- Exercise description
All lines of the listing that contain "struct" should be shown in full.

- Input data
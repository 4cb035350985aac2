use chrono::{DateTime, Utc};
use serde::{Deserialize, Serialize};
use surrealdb::sql::{Id, Thing};
use tracing::info;

use crate::access::workspace_role::WorkspaceRole;
use crate::database::client::Db;
use crate::entities::user::local_user_entity;
use crate::entities::workspace::workspace_budget_entity::WorkspaceBudgetDbService;
use crate::entities::workspace::workspace_member_entity::WorkspaceMemberDbService;
use crate::middleware::ctx::Ctx;
use crate::middleware::error::{AppError, CtxResult};
use crate::middleware::utils::db_utils::{
    check_transaction_custom_error, get_entity, with_not_found_err, IdentIdName,
};

pub const TABLE_NAME: &str = "workspace";
const USER_TABLE: &str = local_user_entity::TABLE_NAME;

#[derive(Clone, Debug, Serialize, Deserialize)]
pub struct Workspace {
    pub id: Thing,
    pub name: String,
    #[serde(skip_serializing_if = "Option::is_none")]
    pub description: Option<String>,
    #[serde(skip_serializing_if = "Option::is_none")]
    pub website: Option<String>,
    pub owner: Thing,
    #[serde(skip_serializing_if = "Option::is_none")]
    pub created_at: Option<DateTime<Utc>>,
    #[serde(skip_serializing_if = "Option::is_none")]
    pub updated_at: Option<DateTime<Utc>>,
}

#[derive(Debug)]
pub struct WorkspaceCreate {
    pub name: String,
    pub description: Option<String>,
    pub website: Option<String>,
}

pub struct WorkspaceDbService<'a> {
    pub db: &'a Db,
    pub ctx: &'a Ctx,
}

impl<'a> WorkspaceDbService<'a> {
    pub async fn mutate_db(&self) -> Result<(), AppError> {
        let sql = format!("
    DEFINE TABLE IF NOT EXISTS {TABLE_NAME} SCHEMAFULL;
    DEFINE FIELD IF NOT EXISTS name ON TABLE {TABLE_NAME} TYPE string ASSERT string::len(string::trim($value)) > 0;
    DEFINE FIELD IF NOT EXISTS description ON TABLE {TABLE_NAME} TYPE option<string>;
    DEFINE FIELD IF NOT EXISTS website ON TABLE {TABLE_NAME} TYPE option<string>;
    DEFINE FIELD IF NOT EXISTS owner ON TABLE {TABLE_NAME} TYPE record<{USER_TABLE}> READONLY;
    DEFINE FIELD IF NOT EXISTS created_at ON TABLE {TABLE_NAME} TYPE option<datetime> DEFAULT time::now() READONLY;
    DEFINE FIELD IF NOT EXISTS updated_at ON TABLE {TABLE_NAME} TYPE option<datetime> DEFAULT time::now() VALUE time::now();
    DEFINE INDEX IF NOT EXISTS workspace_name_idx ON TABLE {TABLE_NAME} COLUMNS name UNIQUE;
    ");
        let mutation = self.db.query(sql).await?;

        mutation.check().expect("should mutate workspace");

        Ok(())
    }

    pub async fn get(&self, workspace_id: &Thing) -> CtxResult<Workspace> {
        let opt =
            get_entity::<Workspace>(self.db, TABLE_NAME, &IdentIdName::Id(workspace_id.clone()))
                .await?;
        with_not_found_err(opt, self.ctx, "Workspace")
    }

    pub async fn name_exists(&self, name: &str) -> CtxResult<bool> {
        let ident = IdentIdName::ColumnIdent {
            column: "name".to_string(),
            val: name.to_string(),
        };
        let opt = get_entity::<Workspace>(self.db, TABLE_NAME, &ident).await?;
        Ok(opt.is_some())
    }

    /// Creates the workspace, its OWNER membership and a zeroed budget together.
    pub async fn create(&self, owner: &Thing, data: WorkspaceCreate) -> CtxResult<Workspace> {
        let workspace_id = Thing::from((TABLE_NAME, Id::ulid()));
        let members = WorkspaceMemberDbService {
            db: self.db,
            ctx: self.ctx,
        };
        let budgets = WorkspaceBudgetDbService {
            db: self.db,
            ctx: self.ctx,
        };

        let mut query = self.db.query("BEGIN TRANSACTION;");
        query = query
            .query(
                "CREATE $_ws_id SET name = $_ws_name, description = $_ws_description,
                    website = $_ws_website, owner = $_ws_owner;",
            )
            .bind(("_ws_id", workspace_id.clone()))
            .bind(("_ws_name", data.name))
            .bind(("_ws_description", data.description))
            .bind(("_ws_website", data.website))
            .bind(("_ws_owner", owner.clone()));
        query = members.build_create_query(query, &workspace_id, owner, WorkspaceRole::Owner);
        query = budgets.build_create_query(query, &workspace_id);
        query = query.query("COMMIT TRANSACTION;");

        let mut res = query.await?;
        check_transaction_custom_error(
            &mut res,
            AppError::Conflict {
                description: "Workspace name already exists".to_string(),
            },
        )
        .map_err(|e| self.ctx.to_ctx_error(e))?;

        info!(workspace = %workspace_id, owner = %owner, "workspace created");
        self.get(&workspace_id).await
    }
}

- Exercise solution
pub struct Workspace {
pub struct WorkspaceCreate {
pub struct WorkspaceDbService<'a> {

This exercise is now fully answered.